L’Afrique du Sud réclame à l’Éthiopie, au Malawi et au Nigeria le remboursement de 292 millions de rands pour financer ses opérations de rapatriement et d’expulsion. Cette facture marque une escalade diplomatique dans la crise migratoire que traverse Pretoria, alors que plus de 82 000 ressortissants étrangers ont été traités par les centres officiels.
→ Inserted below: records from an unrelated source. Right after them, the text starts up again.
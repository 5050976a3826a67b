//! Propsearch - property listing search service
//!
//! Serves a read-only property dataset over HTTP with suburb and price
//! filtering, pagination, and optional address geocoding.

use anyhow::Context;
use clap::{Parser, Subcommand};
use propsearch_core::{AppConfig, InMemoryRepository, PropertyRepository};
use propsearch_serve::PropsearchServer;
use std::path::PathBuf;
use tracing::info;

#[derive(Parser)]
#[command(name = "propsearch")]
#[command(version = env!("CARGO_PKG_VERSION"))]
#[command(about = "Propsearch - read-only property listing search service")]
#[command(long_about = r#"
Propsearch serves a static property dataset over HTTP.

Endpoints:
- GET /properties       search by suburb, price range and page
- GET /properties/:id   full listing including description
- GET /health           liveness probe

Supplying `address` to a search geocodes it through the provider configured
with GEOCODING_API_URL (and optionally GEOCODING_API_KEY).
"#)]
struct Cli {
    #[command(subcommand)]
    command: Option<Commands>,

    /// Enable verbose logging
    #[arg(short, long, global = true)]
    verbose: bool,

    /// Configuration file path (YAML, TOML or JSON)
    #[arg(short, long, global = true)]
    config: Option<PathBuf>,
}

#[derive(Subcommand)]
enum Commands {
    /// Start the HTTP server
    Serve {
        /// Server host address
        #[arg(long)]
        host: Option<String>,

        /// Server port
        #[arg(short, long)]
        port: Option<u16>,

        /// JSON file with property records (defaults to the bundled dataset)
        #[arg(short, long)]
        data: Option<PathBuf>,
    },

    /// Load configuration and dataset, then report what would be served
    Check {
        /// JSON file with property records (defaults to the bundled dataset)
        #[arg(short, long)]
        data: Option<PathBuf>,
    },

    /// Show version information
    Version,
}

#[tokio::main]
async fn main() -> anyhow::Result<()> {
    let cli = Cli::parse();

    let mut config = AppConfig::load(cli.config.as_deref()).context("Failed to load configuration")?;
    if cli.verbose {
        config.logging.level = "debug".to_string();
    }
    propsearch_core::init_logging(&config.logging).context("Failed to initialize logging")?;

    match cli.command {
        Some(Commands::Serve { host, port, data }) => {
            if let Some(host) = host {
                config.server.host = host;
            }
            if let Some(port) = port {
                config.server.port = port;
            }
            if data.is_some() {
                config.data.properties_path = data;
            }
            handle_serve(config).await?;
        }
        Some(Commands::Check { data }) => {
            if data.is_some() {
                config.data.properties_path = data;
            }
            handle_check(&config)?;
        }
        Some(Commands::Version) => {
            println!("{}", propsearch_core::version_info());
            println!("propsearch-serve v{}", propsearch_serve::VERSION);
        }
        None => {
            handle_serve(config).await?;
        }
    }

    Ok(())
}

async fn handle_serve(config: AppConfig) -> anyhow::Result<()> {
    config.validate().context("Invalid configuration")?;

    info!("Starting propsearch v{}", env!("CARGO_PKG_VERSION"));
    let server = PropsearchServer::new(config).context("Failed to initialize server")?;
    server.start().await.context("Server terminated with an error")?;

    Ok(())
}

fn handle_check(config: &AppConfig) -> anyhow::Result<()> {
    let source = config
        .data
        .properties_path
        .as_ref()
        .map(|p| p.display().to_string())
        .unwrap_or_else(|| "bundled dataset".to_string());

    let repository = InMemoryRepository::load(config.data.properties_path.as_deref())
        .with_context(|| format!("Failed to load properties from {}", source))?;

    println!("Dataset:     {} ({} properties)", source, repository.len());
    println!("Page size:   {}", config.search.page_size);
    println!(
        "Geocoding:   {}",
        config.geocoding.endpoint().unwrap_or("not configured")
    );
    println!(
        "API key:     {}",
        if config.geocoding.key().is_some() { "set" } else { "not set" }
    );
    println!("Listen on:   {}:{}", config.server.host, config.server.port);

    Ok(())
}
//! Tern — streaming agent runtime with cooperative cancellation.
//!
//! Configure an agent (model, system prompt, decoding parameters, tool
//! access) and execute conversational turns against it, either blocking to
//! completion or as a cancellable stream of incremental text deltas.
//!
//! # Quick Start
//!
//! ```no_run
//! use tern::prelude::*;
//! use tokio_util::sync::CancellationToken;
//!
//! # async fn example() -> tern::error::Result<()> {
//! let config = AgentConfig::builder()
//!     .name("researcher")
//!     .model("gpt-4o-mini")
//!     .system_prompt("Answer concisely.")
//!     .build();
//! let agent = Agent::build(config, true, &TernConfig::from_env())?;
//!
//! let cancel = CancellationToken::new();
//! let result = agent
//!     .run_stream("Summarize today's news.", |delta| print!("{delta}"), &cancel)
//!     .await?;
//! println!("\n[{} ms, aborted={}]", result.latency_ms, result.aborted);
//! # Ok(())
//! # }
//! ```

pub mod agent;
pub mod config;
pub mod error;
pub mod prelude;
pub mod provider;
pub mod telemetry;
pub mod tools;
pub mod types;
//! Tool parameter schemas.

use serde::{Deserialize, Serialize};

/// JSON Schema-based parameter definition for a tool.
#[derive(Debug, Clone, Serialize, Deserialize)]
pub struct AgentToolParameters {
    /// JSON Schema object describing the parameters.
    pub schema: serde_json::Value,
}

impl AgentToolParameters {
    /// Create from a raw JSON Schema value.
    pub fn from_schema(schema: serde_json::Value) -> Self {
        Self { schema }
    }

    /// Builder: create an object schema with properties.
    pub fn object() -> ParameterBuilder {
        ParameterBuilder {
            properties: serde_json::Map::new(),
            required: Vec::new(),
        }
    }
}

/// Builder for constructing tool parameter schemas.
pub struct ParameterBuilder {
    properties: serde_json::Map<String, serde_json::Value>,
    required: Vec<String>,
}

impl ParameterBuilder {
    /// Add a string property.
    pub fn string(
        mut self,
        name: impl Into<String>,
        description: impl Into<String>,
        required: bool,
    ) -> Self {
        let name = name.into();
        self.properties.insert(
            name.clone(),
            serde_json::json!({
                "type": "string",
                "description": description.into(),
            }),
        );
        if required {
            self.required.push(name);
        }
        self
    }

    /// Add a number property.
    pub fn number(
        mut self,
        name: impl Into<String>,
        description: impl Into<String>,
        required: bool,
    ) -> Self {
        let name = name.into();
        self.properties.insert(
            name.clone(),
            serde_json::json!({
                "type": "number",
                "description": description.into(),
            }),
        );
        if required {
            self.required.push(name);
        }
        self
    }

    /// Build into AgentToolParameters.
    pub fn build(self) -> AgentToolParameters {
        AgentToolParameters {
            schema: serde_json::json!({
                "type": "object",
                "properties": self.properties,
                "required": self.required,
            }),
        }
    }
}
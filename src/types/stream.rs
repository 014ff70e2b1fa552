//! Streaming types.

use serde::{Deserialize, Serialize};

use super::generation::FinishReason;
use super::message::AgentToolCall;
use super::usage::Usage;

/// A delta emitted during streaming.
#[derive(Debug, Clone, Serialize, Deserialize)]
pub struct TextStreamDelta {
    /// The incremental text chunk.
    pub text: String,
    /// Event type.
    pub event_type: StreamEventType,
    /// Tool call being assembled (only on tool-call deltas).
    #[serde(default, skip_serializing_if = "Option::is_none")]
    pub tool_call: Option<AgentToolCall>,
    /// Finish reason (only on the final delta).
    #[serde(default, skip_serializing_if = "Option::is_none")]
    pub finish_reason: Option<FinishReason>,
    /// Usage (typically only on the final delta).
    #[serde(default, skip_serializing_if = "Option::is_none")]
    pub usage: Option<Usage>,
}

impl TextStreamDelta {
    /// A plain text fragment.
    pub fn text(text: impl Into<String>) -> Self {
        Self {
            text: text.into(),
            event_type: StreamEventType::TextDelta,
            tool_call: None,
            finish_reason: None,
            usage: None,
        }
    }

    /// A terminal delta carrying the finish reason and optional usage.
    pub fn done(finish_reason: Option<FinishReason>, usage: Option<Usage>) -> Self {
        Self {
            text: String::new(),
            event_type: StreamEventType::Done,
            tool_call: None,
            finish_reason,
            usage,
        }
    }
}

/// Type of stream event.
#[derive(Debug, Clone, Copy, Serialize, Deserialize, PartialEq, Eq)]
#[serde(rename_all = "snake_case")]
pub enum StreamEventType {
    /// Incremental text content.
    TextDelta,
    /// Tool call being built.
    ToolCallDelta,
    /// Stream finished.
    Done,
    /// Error during stream.
    Error,
}

/// Final result of one streamed turn.
///
/// `text` is always exactly the in-order concatenation of every delta
/// delivered to the caller's callback during the turn.
#[derive(Debug, Clone, PartialEq)]
pub struct StreamResult {
    /// Full accumulated text (possibly partial when aborted).
    pub text: String,
    /// Normalized usage mapping, when the underlying response carried one.
    pub usage: Option<serde_json::Map<String, serde_json::Value>>,
    /// Wall-clock latency from call entry to terminal state.
    pub latency_ms: u64,
    /// Whether the turn ended via the cancellation token.
    pub aborted: bool,
}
Une facture de 292 millions de rands exigée par Pretoria
Le gouvernement sud-africain a officiellement demandé à l’Éthiopie, au Malawi et au Nigeria de rembourser les frais engagés pour les opérations de déportation et de rapatriement menées lors des récentes manifestations contre l’immigration clandestine. Cette décision fait suite à une audition parlementaire durant laquelle le département de l’Intérieur sud-africain a indiqué qu’il avait dépassé son budget approuvé de cinq fois pour maintenir ses opérations en marche.
D’après les registres officiels de l’Intérieur, environ 82 000 à 83 000 migrants ont été traités par le Centre de rapatriement de Lindela à Johannesbourg. La note globale pour couvrir ces transferts s’élève à 292 millions de rands.
Livhuwani Tommy Makhode, directeur général de l’Intérieur, a déclaré qu’ils n’avaient pas budgétisé cette somme et qu’à ce jour, les dépenses s’élevaient à 292 millions de rands.
Jusqu’à présent, aucun des gouvernements des pays concernés n’a répondu à cette demande de remboursement formulée par l’Afrique du Sud, selon les informations relayées par les sources diplomatiques.
Tensions diplomatiques et répercussions continentales
Au-delà de la question financière, la politique de fermeté menée par l’Afrique du Sud ravive des tensions profondes à l’échelle du continent africain. Le Nigeria a accusé l’Afrique du Sud de n’avoir pas protégé les Nigérians légalement documentés qui ont été ciblés dans le cadre d’attaques xénophobes.
La crise dépasse largement ce triangle diplomatique. Le Ghana a soulevé des inquiétudes auprès de l’Union africaine au sujet des violences commises contre ses citoyens et des dégâts causés aux entreprises appartenant à des Ghanéens. De son côté, le Mozambique a également exigé des actions après des attaques visant des ressortissants mozambicains.
L’émergence du mouvement March and March, qui appelle à l’expulsion massive des migrants sans papiers d’ici le 30 juin 2026, la croissance des violences anti-immigrants et les rapatriements de ressortissants étrangers par plusieurs gouvernements africains ont placé l’immigration au cœur du débat national. Le mouvement de protestation anti-immigrant soutient qu’il réagit à la hausse du chômage, à la détérioration des services publics et à une insécurité grandissante. Face à ces tensions, le président Cyril Ramaphosa s’est adressé à la nation pour annoncer une série de nouvelles mesures visant à stopper l’immigration clandestine. Les nouveaux plans prévoient une action plus dure contre les employeurs embauchant des migrants sans papiers, des tribunaux d’immigration dédiés pour accélérer les expulsions, une sécurité frontalière renforcée, un registre de population biométrique et des mesures plus sévères.
Réformes judiciaires et régularisations en suspens
La Cour constitutionnelle a statué que les ressortissants étrangers dont les demandes d’asile ont été rejetées ne peuvent pas soumettre de nouvelles demandes. La cour a indiqué que permettre des demandes répétées illimitées sans une législation appropriée en place pourrait créer un « cercle sans fin », empêchant les expulsions et provoquant un chaos administratif.
Dans le même temps, des milliers de Zimbabwéens qui devaient être expulsés à l’expiration de leurs permis de résidence en décembre se sont vu accorder un délai de grâce de six mois pour régulariser leur séjour. Dans une déclaration publiée le 2 septembre, le ministre sud-africain de l’Intérieur, Aaron Motsoaledi, a indiqué que le Comité consultatif départemental (DAC) avait décidé de donner aux Zimbabwéens concernés une nouvelle chance, en notant que seuls quelques-uns avaient soumis des demandes de renouvellement de leurs permis.

Le département a également pointé du doigt les pratiques de certains acteurs internationaux. L’Afrique du Sud a accusé les États-Unis d’employer des ressortissants kényans sans permis de travail valide dans une installation traitant des demandes de réfugiés pour les Sud-Africains blancs. Sept Kényans ont été arrêtés après que des rapports de renseignement ont révélé que des personnes « étaient entrées récemment en Afrique du Sud avec des visas touristiques et avaient pris illégalement un emploi » sur place.